◆ EXERCISE GOAL: The lines from the top of the records below through the one containing "fn is_valid_label(label: &str)" are to be transcribed exactly, and nothing else is to be added.

◆ DATASET RECORDS:
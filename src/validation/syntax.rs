/// Checks the syntactic shape of an email address.
///
/// The accepted shape is a single-pass equivalent of the common HTML5 email
/// pattern: a local part of letters, digits and
/// `. ! # $ % & ' * + / = ? ^ _ ` { | } ~ -`, one `@`, then one or more
/// dot-separated DNS labels. Each label is 1-63 characters, alphanumeric,
/// with hyphens allowed internally but never leading or trailing.
///
/// This is a syntactic filter only; it makes no claim about deliverability.
///
/// # Examples
/// ```
/// use list_sanitizer::validation::syntax::is_valid_email;
///
/// assert!(is_valid_email("user.name+tag@example.com"));
/// assert!(!is_valid_email("bad-email"));
/// assert!(!is_valid_email("user@-example.com"));
/// ```
pub fn is_valid_email(email: &str) -> bool {
    let Some((local_part, domain_part)) = email.split_once('@') else {
        return false; // No @ found
    };

    is_valid_local_part(local_part) && is_valid_domain_part(domain_part)
}

/// Validates the local-part component: one or more allowed characters.
fn is_valid_local_part(local: &str) -> bool {
    !local.is_empty() && local.chars().all(is_allowed_local_char)
}

fn is_allowed_local_char(c: char) -> bool {
    c.is_ascii_alphanumeric() || "!#$%&'*+/=?^_`{|}~.-".contains(c)
}

/// Validates the domain part: one or more dot-separated DNS labels.
///
/// A second `@` in the address ends up here and fails the label check.
fn is_valid_domain_part(domain: &str) -> bool {
    !domain.is_empty() && domain.split('.').all(is_valid_label)
}

fn is_valid_label(label: &str) -> bool {
    !label.is_empty()
        && label.len() <= 63
        && !label.starts_with('-')
        && !label.ends_with('-')
        && label
            .chars()
            .all(|c| c.is_ascii_alphanumeric() || c == '-')
}

#[cfg(test)]
mod tests {
    use super::*;

    #[test]
    fn valid_standard_emails() {
        assert!(is_valid_email("simple@example.com"));
        assert!(is_valid_email("very.common@example.com"));
        assert!(is_valid_email("x@example.com")); // Short local
        assert!(is_valid_email("a.b@example.com"));
        assert!(is_valid_email("a@b.com"));
    }

    #[test]
    fn valid_special_chars() {
        assert!(is_valid_email("!#$%&'*+-/=?^_`{}|~@example.com"));
        assert!(is_valid_email("user+tag@example.com"));
        assert!(is_valid_email("first.last@example.com"));
    }

    #[test]
    fn valid_single_label_domain() {
        assert!(is_valid_email("user@localhost"));
        assert!(is_valid_email("user@intranet"));
    }

    #[test]
    fn valid_hyphenated_and_numeric_domains() {
        assert!(is_valid_email("user@my-host.example.com"));
        assert!(is_valid_email("user@123.example.com"));
        assert!(is_valid_email("user@example.co.uk"));
    }

    #[test]
    fn valid_edge_cases() {
        // Max label length (63 chars) is accepted
        let label = "b".repeat(63);
        assert!(is_valid_email(&format!("user@{}.com", label)));
    }

    #[test]
    fn invalid_missing_at() {
        assert!(!is_valid_email("missing.example.com"));
        assert!(!is_valid_email("bad-email"));
        assert!(!is_valid_email("missing@"));
        assert!(!is_valid_email("@missing.com"));
        assert!(!is_valid_email("@"));
    }

    #[test]
    fn invalid_multiple_ats() {
        assert!(!is_valid_email("a@b@c.com"));
        assert!(!is_valid_email("user@@example.com"));
    }

    #[test]
    fn invalid_domains() {
        assert!(!is_valid_email("user@-hyphenstart.com"));
        assert!(!is_valid_email("user@hyphenend-.com"));
        assert!(!is_valid_email("user@.leadingdot.com"));
        assert!(!is_valid_email("user@double..dot.com"));
        assert!(!is_valid_email("user@trailingdot.com."));
        assert!(!is_valid_email("user@_invalidchar.com"));
        assert!(!is_valid_email("user@exam ple.com"));
    }

    #[test]
    fn invalid_overlong_label() {
        let label = "b".repeat(64);
        assert!(!is_valid_email(&format!("user@{}.com", label)));
    }

    #[test]
    fn invalid_local_parts() {
        assert!(!is_valid_email("spaces unquoted@example.com"));
        assert!(!is_valid_email("\"quoted\"@example.com"));
        assert!(!is_valid_email("paren(thesis)@example.com"));
        assert!(!is_valid_email("non-ascii-é@example.com"));
    }

    #[test]
    fn lenient_local_part_dots() {
        // The local part is a character-class filter, not full RFC dot-atom:
        // consecutive or edge dots pass, as in the common HTML5 pattern.
        assert!(is_valid_email("double..dots@example.com"));
        assert!(is_valid_email(".leading@example.com"));
        assert!(is_valid_email("trailing.@example.com"));
    }

    #[test]
    fn invalid_special_cases() {
        assert!(!is_valid_email(""));
        assert!(!is_valid_email("   "));
        assert!(!is_valid_email("null@"));
    }
}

◆ EXERCISE SOLUTION:
filename src/validation/syntax.rs
/// Checks the syntactic shape of an email address.
///
/// The accepted shape is a single-pass equivalent of the common HTML5 email
/// pattern: a local part of letters, digits and
/// `. ! # $ % & ' * + / = ? ^ _ ` { | } ~ -`, one `@`, then one or more
/// dot-separated DNS labels. Each label is 1-63 characters, alphanumeric,
/// with hyphens allowed internally but never leading or trailing.
///
/// This is a syntactic filter only; it makes no claim about deliverability.
///
/// # Examples
/// ```
/// use list_sanitizer::validation::syntax::is_valid_email;
///
/// assert!(is_valid_email("user.name+tag@example.com"));
/// assert!(!is_valid_email("bad-email"));
/// assert!(!is_valid_email("user@-example.com"));
/// ```
pub fn is_valid_email(email: &str) -> bool {
    let Some((local_part, domain_part)) = email.split_once('@') else {
        return false; // No @ found
    };

    is_valid_local_part(local_part) && is_valid_domain_part(domain_part)
}

/// Validates the local-part component: one or more allowed characters.
fn is_valid_local_part(local: &str) -> bool {
    !local.is_empty() && local.chars().all(is_allowed_local_char)
}

fn is_allowed_local_char(c: char) -> bool {
    c.is_ascii_alphanumeric() || "!#$%&'*+/=?^_`{|}~.-".contains(c)
}

/// Validates the domain part: one or more dot-separated DNS labels.
///
/// A second `@` in the address ends up here and fails the label check.
fn is_valid_domain_part(domain: &str) -> bool {
    !domain.is_empty() && domain.split('.').all(is_valid_label)
}

fn is_valid_label(label: &str) -> bool {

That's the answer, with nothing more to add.